Thirty-six rats with biliary obstruction induced by double ligation and section of the common bile duct were randomly and blindly assigned to receive subcutaneous injection of interferon alpha (INF-alpha at 6750 or 13500 IU/kg) three times weekly alone, a combination of INF-alpha and silymarin (25 mg/kg once a day orally) or saline, starting one day after surgery and continued for one month. At the end of the treatment period, rats were killed and analyzed for blood biochemistry, liver and bone histopathology. The administration of INF-alpha at 6750 IU/kg increased plasma aspartate aminotransferase by 60.6%. Serum alkaline phosphatase, alanine aminotransferase and aspartate aminotransferase activities were markedly raised after INF-alpha 13500 U/kg by 74.6%, 89% and 109%, respectively. Such elevations in liver enzymes were not observed in rats treated with a combination of INF-alpha and silymarin. Serum bilirubin decreased by 30.8 and 36.1% after treatment with INF-alpha at 6750 and 13500 IU/kg and by 23.7 and 20.8% after treatment with INF-alpha at 6750 or 13500 IU/kg combined with silymarin, respectively. Calcium levels in plasma were not significantly altered by INF-alpha alone or combined with silymarin. On histology, INF-alpha at 6750 IU/kg failed to prevent fibrosis in liver of BDL rats, although many of the hepatocytes appeared normal, while the higher dose of resulted in some improvement in the degree of fibrosis, oedema and lymphocytic infiltration.
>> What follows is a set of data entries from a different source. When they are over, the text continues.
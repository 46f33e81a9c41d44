//! HTTP API request/response types

use serde::{Deserialize, Serialize};
use uuid::Uuid;

use crate::types::{ClusterAlgorithm, FetchMode, ResearchOptions};

/// Body of POST /api/research
#[derive(Debug, Clone, Deserialize)]
#[serde(rename_all = "camelCase")]
pub struct ResearchRequest {
    pub url: String,
    #[serde(default)]
    pub country: Option<String>,
    #[serde(default)]
    pub language: Option<String>,
    #[serde(default)]
    pub options: Option<ResearchOptionsInput>,
}

/// Raw per-job options; strings are validated into the typed record.
#[derive(Debug, Clone, Default, Deserialize)]
#[serde(rename_all = "camelCase")]
pub struct ResearchOptionsInput {
    pub max_pages: Option<usize>,
    pub follow_links: Option<bool>,
    pub scrape_strategy: Option<String>,
    #[serde(alias = "algorithm")]
    pub cluster_algorithm: Option<String>,
    pub min_cluster_size: Option<usize>,
    #[serde(rename = "useAI", alias = "useAi")]
    pub use_ai: Option<bool>,
}

impl ResearchOptionsInput {
    /// Validate and clamp into the typed options record.
    pub fn resolve(self, default_max_pages: usize) -> Result<ResearchOptions, String> {
        let defaults = ResearchOptions {
            max_pages: default_max_pages,
            ..ResearchOptions::default()
        };

        let max_pages = self.max_pages.unwrap_or(defaults.max_pages).clamp(1, 100);
        let min_cluster_size = self
            .min_cluster_size
            .unwrap_or(defaults.min_cluster_size)
            .max(1);

        let scrape_strategy = match self.scrape_strategy {
            Some(raw) => FetchMode::parse(&raw)
                .ok_or_else(|| format!("invalid scrape strategy '{}'", raw))?,
            None => defaults.scrape_strategy,
        };
        let cluster_algorithm = match self.cluster_algorithm {
            Some(raw) => ClusterAlgorithm::parse(&raw)
                .ok_or_else(|| format!("invalid cluster algorithm '{}'", raw))?,
            None => defaults.cluster_algorithm,
        };

        Ok(ResearchOptions {
            max_pages,
            follow_links: self.follow_links.unwrap_or(defaults.follow_links),
            scrape_strategy,
            cluster_algorithm,
            min_cluster_size,
            use_ai: self.use_ai.unwrap_or(defaults.use_ai),
        })
    }
}

/// Response of POST /api/research
#[derive(Debug, Serialize)]
#[serde(rename_all = "camelCase")]
pub struct CreateResponse {
    pub job_id: Uuid,
    pub status: &'static str,
}

/// Response of DELETE /api/research/:id
#[derive(Debug, Serialize)]
#[serde(rename_all = "camelCase")]
pub struct DeleteResponse {
    pub message: &'static str,
    pub job_id: Uuid,
}

/// Generic error body
#[derive(Debug, Serialize)]
#[serde(rename_all = "camelCase")]
pub struct ErrorResponse {
    pub error: String,
    #[serde(skip_serializing_if = "Option::is_none")]
    pub retry_after: Option<u64>,
}

impl ErrorResponse {
    pub fn new(error: impl Into<String>) -> Self {
        Self {
            error: error.into(),
            retry_after: None,
        }
    }
}

/// Response of GET /health
#[derive(Debug, Serialize)]
#[serde(rename_all = "camelCase")]
pub struct HealthResponse {
    pub status: &'static str,
    pub uptime_seconds: u64,
    pub services: ServiceStatus,
}

/// Configured-collaborator readiness
#[derive(Debug, Serialize)]
pub struct ServiceStatus {
    pub metrics: bool,
    pub ai: bool,
}

#[cfg(test)]
mod tests {
    use super::*;

    #[test]
    fn test_options_defaults() {
        let options = ResearchOptionsInput::default().resolve(20).unwrap();
        assert_eq!(options.max_pages, 20);
        assert_eq!(options.min_cluster_size, 3);
        assert_eq!(options.cluster_algorithm, ClusterAlgorithm::Hybrid);
        assert!(options.use_ai);
    }

    #[test]
    fn test_options_clamping() {
        let input = ResearchOptionsInput {
            max_pages: Some(5000),
            min_cluster_size: Some(0),
            ..Default::default()
        };
        let options = input.resolve(20).unwrap();
        assert_eq!(options.max_pages, 100);
        assert_eq!(options.min_cluster_size, 1);
    }

    #[test]
    fn test_options_bad_algorithm_rejected() {
        let input = ResearchOptionsInput {
            cluster_algorithm: Some("recursive".to_string()),
            ..Default::default()
        };
        assert!(input.resolve(20).is_err());
    }

    #[test]
    fn test_options_algorithm_alias() {
        let input: ResearchOptionsInput =
            serde_json::from_str(r#"{"algorithm": "dbscan", "useAI": false}"#).unwrap();
        let options = input.resolve(20).unwrap();
        assert_eq!(options.cluster_algorithm, ClusterAlgorithm::Dbscan);
        assert!(!options.use_ai);
    }
}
The addition of silymarin to interferon did not result in further histological improvement. In contrast to observations in the liver, thickness of bone tissue at the diaphysis of tibia was reduced in BDL rats, but restored to normal values by treatment with INFalpha alone or by the combination of INF-alpha and silymarin. The high dose of interferon either alone or accompanied with silymarin made much improvement in the bone changes that resulted from bile duct legation These results suggest that INFalpha alone or co-administered with silymarin is of limited value in this model of cholestatic liver injury, but appear to prevent bone alterations in obstructive jaundice INF-alpha is likely to exert antifibrotic effects distinct from its antiviral properties. The study also indicates that bile duct ligation is a reliable and efficient model for producing osteoporosis in rats for the assessment of different drugs and pathophysiologic mechanisms involved.